▸ Data provided
^^^^^^^^^^^^^^^^

// ============================================================================
// Persistence Layer - Order Repository Adapters
// ============================================================================
//
// - postgres   - `PgOrderRepository` over sqlx
// - memory     - `InMemoryOrderRepository` for tests and database-less runs
// - models     - `OrderRow`, the table mapping
// - migrations - idempotent schema bootstrap
//
// ============================================================================

mod memory;
mod migrations;
mod models;
mod postgres;

pub use memory::InMemoryOrderRepository;
pub use migrations::run_migrations;
pub use models::OrderRow;
pub use postgres::PgOrderRepository;
// ============================================================================
// Domain Layer - Business Logic
// ============================================================================
//
// Each entity has its own subdirectory with:
// - Value objects
// - Entity
// - Errors
// - Repository contract
// - Service
//
// This layer knows nothing about PostgreSQL or HTTP.
//
// ============================================================================

pub mod order;
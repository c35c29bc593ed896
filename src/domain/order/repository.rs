use async_trait::async_trait;

use super::entity::Order;
use super::errors::OrderError;
use super::value_objects::OrderStatus;

// ============================================================================
// Order Repository - Storage Contract
// ============================================================================
//
// Implementations translate between `Order` and their storage representation.
// They apply no business rules. Soft-deleted rows are invisible to every
// method below.
//
// Errors:
// - `Conflict` from `create` when the id is already taken
// - `NotFound` from `update` / `delete` when no live row matches
// - `Storage` for anything the engine reports
//
// ============================================================================

#[async_trait]
pub trait OrderRepository: Send + Sync {
    /// All live orders.
    async fn find_all(&self) -> Result<Vec<Order>, OrderError>;

    /// `Ok(None)` when no live row has this id.
    async fn find_by_id(&self, id: &str) -> Result<Option<Order>, OrderError>;

    async fn find_by_status(&self, status: OrderStatus) -> Result<Vec<Order>, OrderError>;

    async fn create(&self, order: &Order) -> Result<(), OrderError>;

    /// Replaces the stored representation of `order.id`, except for
    /// `created_at` and the delete marker.
    async fn update(&self, order: &Order) -> Result<(), OrderError>;

    /// Sets the delete marker; the row stays in storage.
    async fn delete(&self, id: &str) -> Result<(), OrderError>;
}
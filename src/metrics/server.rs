use actix_web::{web, HttpResponse, Responder};
use prometheus::{Encoder, TextEncoder};
use std::sync::Arc;

use super::Metrics;

/// Prometheus text exposition of the application registry
pub async fn metrics_handler(metrics: web::Data<Arc<Metrics>>) -> impl Responder {
    let encoder = TextEncoder::new();
    let metric_families = metrics.registry().gather();

    let mut buffer = Vec::new();
    if let Err(e) = encoder.encode(&metric_families, &mut buffer) {
        tracing::error!(error = %e, "Failed to encode metrics");
        return HttpResponse::InternalServerError().finish();
    }

    HttpResponse::Ok()
        .content_type(encoder.format_type())
        .body(buffer)
}
//! Grayscale raster module
//!
//! This module holds the 8-bit raster type and the builders that turn sample
//! matrices into waterfall images.

mod sonogram;
pub mod types;

pub use sonogram::{build_sonogram, to_raster};
pub use types::{Raster, WHITE};
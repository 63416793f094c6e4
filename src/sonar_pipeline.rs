//! Side-scan sonar processing pipeline
//!
//! This module provides a structured approach to turning XTF captures into
//! images, with separate modules for record parsing, bottom tracking, slant
//! range correction, enhancement, TIFF writing, and conversion orchestration.

pub mod bottom_track;
pub mod common;
pub mod conversions;
pub mod enhance;
pub mod raster;
pub mod session;
pub mod slant_range;
pub mod tiff;
pub mod timing;
pub mod xtf;

pub use common::{ErrorKind, Result, SonarError};

pub use xtf::{
    PingMetadata,
    SampleMatrix,
    SonarData,
    SonarReader,
    XtfReader,
    parse,
};

pub use raster::{Raster, build_sonogram, to_raster};

pub use bottom_track::{BottomTrack, BottomTracker, TrackerConfig};

pub use slant_range::correct_slant_range;

pub use enhance::Enhancement;

pub use tiff::{
    ConversionConfig,
    ConversionConfigBuilder,
    StandardTiffWriter,
    TiffCompression,
    TiffWriter,
};

pub use conversions::XtfToTiffPipeline;

pub use session::{SonarSession, ViewMode};

pub use timing::PipelineTimings;
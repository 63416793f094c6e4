//! Synthetic XTF capture builder shared by the integration tests.

#![allow(dead_code)]

use std::io::Write;

use tempfile::NamedTempFile;

pub const FILE_HEADER_SIZE: usize = 1024;
pub const PING_HEADER_SIZE: usize = 256;
pub const PING_CHANNEL_HEADER_SIZE: usize = 64;

pub enum Payload<'a> {
    Bytes(&'a [u8]),
    Words(&'a [i16]),
}

pub struct XtfBuilder {
    channels: u16,
    bytes_per_sample: [u16; 6],
    format: u8,
    velocity: f32,
    time_duration: f32,
    body: Vec<u8>,
    pings: u32,
}

impl XtfBuilder {
    pub fn new(channels: u16) -> Self {
        Self {
            channels,
            bytes_per_sample: [1; 6],
            format: 0x7B,
            velocity: 1500.0,
            time_duration: 0.1,
            body: Vec::new(),
            pings: 0,
        }
    }

    pub fn format(mut self, format: u8) -> Self {
        self.format = format;
        self
    }

    pub fn bytes_per_sample(mut self, channel: usize, bytes: u16) -> Self {
        self.bytes_per_sample[channel] = bytes;
        self
    }

    pub fn velocity(mut self, velocity: f32) -> Self {
        self.velocity = velocity;
        self
    }

    /// Appends a sonar record with one payload per stored channel.
    pub fn ping(mut self, payloads: &[Payload]) -> Self {
        let mut record = vec![0u8; PING_HEADER_SIZE];
        record[0..2].copy_from_slice(&0xFACEu16.to_le_bytes());
        record[2] = 0;
        record[4..6].copy_from_slice(&(payloads.len() as u16).to_le_bytes());
        record[14..16].copy_from_slice(&2024u16.to_le_bytes());
        record[28..32].copy_from_slice(&self.pings.to_le_bytes());
        record[32..36].copy_from_slice(&self.velocity.to_le_bytes());

        for (channel, payload) in payloads.iter().enumerate() {
            let mut chan = vec![0u8; PING_CHANNEL_HEADER_SIZE];
            chan[0..2].copy_from_slice(&(channel as u16).to_le_bytes());
            chan[16..20].copy_from_slice(&self.time_duration.to_le_bytes());
            let samples = match payload {
                Payload::Bytes(b) => b.len(),
                Payload::Words(w) => w.len(),
            };
            chan[42..46].copy_from_slice(&(samples as u32).to_le_bytes());
            record.extend(chan);
            match payload {
                Payload::Bytes(b) => record.extend_from_slice(b),
                Payload::Words(w) => w.iter().for_each(|s| record.extend(s.to_le_bytes())),
            }
        }

        let len = record.len() as u32;
        record[10..14].copy_from_slice(&len.to_le_bytes());
        self.body.extend(record);
        self.pings += 1;
        self
    }

    /// Appends a non-sonar record with `body_len` bytes after its header.
    pub fn other_record(mut self, header_type: u8, body_len: usize) -> Self {
        let mut record = vec![0xAAu8; 14 + body_len];
        record[0..2].copy_from_slice(&0xFACEu16.to_le_bytes());
        record[2] = header_type;
        record[10..14].copy_from_slice(&((14 + body_len) as u32).to_le_bytes());
        self.body.extend(record);
        self
    }

    pub fn raw(mut self, bytes: &[u8]) -> Self {
        self.body.extend_from_slice(bytes);
        self
    }

    pub fn build(self) -> Vec<u8> {
        let mut out = vec![0u8; FILE_HEADER_SIZE];
        out[0] = self.format;
        out[18..24].copy_from_slice(b"TestSS");
        out[166..168].copy_from_slice(&self.channels.to_le_bytes());
        for (i, bps) in self.bytes_per_sample.iter().enumerate() {
            let base = 256 + i * 128;
            out[base + 6..base + 8].copy_from_slice(&bps.to_le_bytes());
        }
        if self.channels > 6 {
            let pad = (self.channels as usize - 6).div_ceil(8) * 1024;
            out.extend(vec![0u8; pad]);
        }
        out.extend(self.body);
        out
    }

    pub fn write(self) -> NamedTempFile {
        let mut file = NamedTempFile::new().unwrap();
        file.write_all(&self.build()).unwrap();
        file.flush().unwrap();
        file
    }
}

^^^^^^^^^^^^^^^^

▸ Description of the task
Given the data above, transcribe exactly the lines from the one containing "record[28..32].copy_from_slice(&self.pings.to_le_bytes());" down to the one containing "let mut record = vec![0xAAu8;", and no others.

▸ Exercise result
        record[28..32].copy_from_slice(&self.pings.to_le_bytes());
        record[32..36].copy_from_slice(&self.velocity.to_le_bytes());

        for (channel, payload) in payloads.iter().enumerate() {
            let mut chan = vec![0u8; PING_CHANNEL_HEADER_SIZE];
            chan[0..2].copy_from_slice(&(channel as u16).to_le_bytes());
            chan[16..20].copy_from_slice(&self.time_duration.to_le_bytes());
            let samples = match payload {
                Payload::Bytes(b) => b.len(),
                Payload::Words(w) => w.len(),
            };
            chan[42..46].copy_from_slice(&(samples as u32).to_le_bytes());
            record.extend(chan);
            match payload {
                Payload::Bytes(b) => record.extend_from_slice(b),
                Payload::Words(w) => w.iter().for_each(|s| record.extend(s.to_le_bytes())),
            }
        }

        let len = record.len() as u32;
        record[10..14].copy_from_slice(&len.to_le_bytes());
        self.body.extend(record);
        self.pings += 1;
        self
    }

    /// Appends a non-sonar record with `body_len` bytes after its header.
    pub fn other_record(mut self, header_type: u8, body_len: usize) -> Self {
        let mut record = vec![0xAAu8; 14 + body_len];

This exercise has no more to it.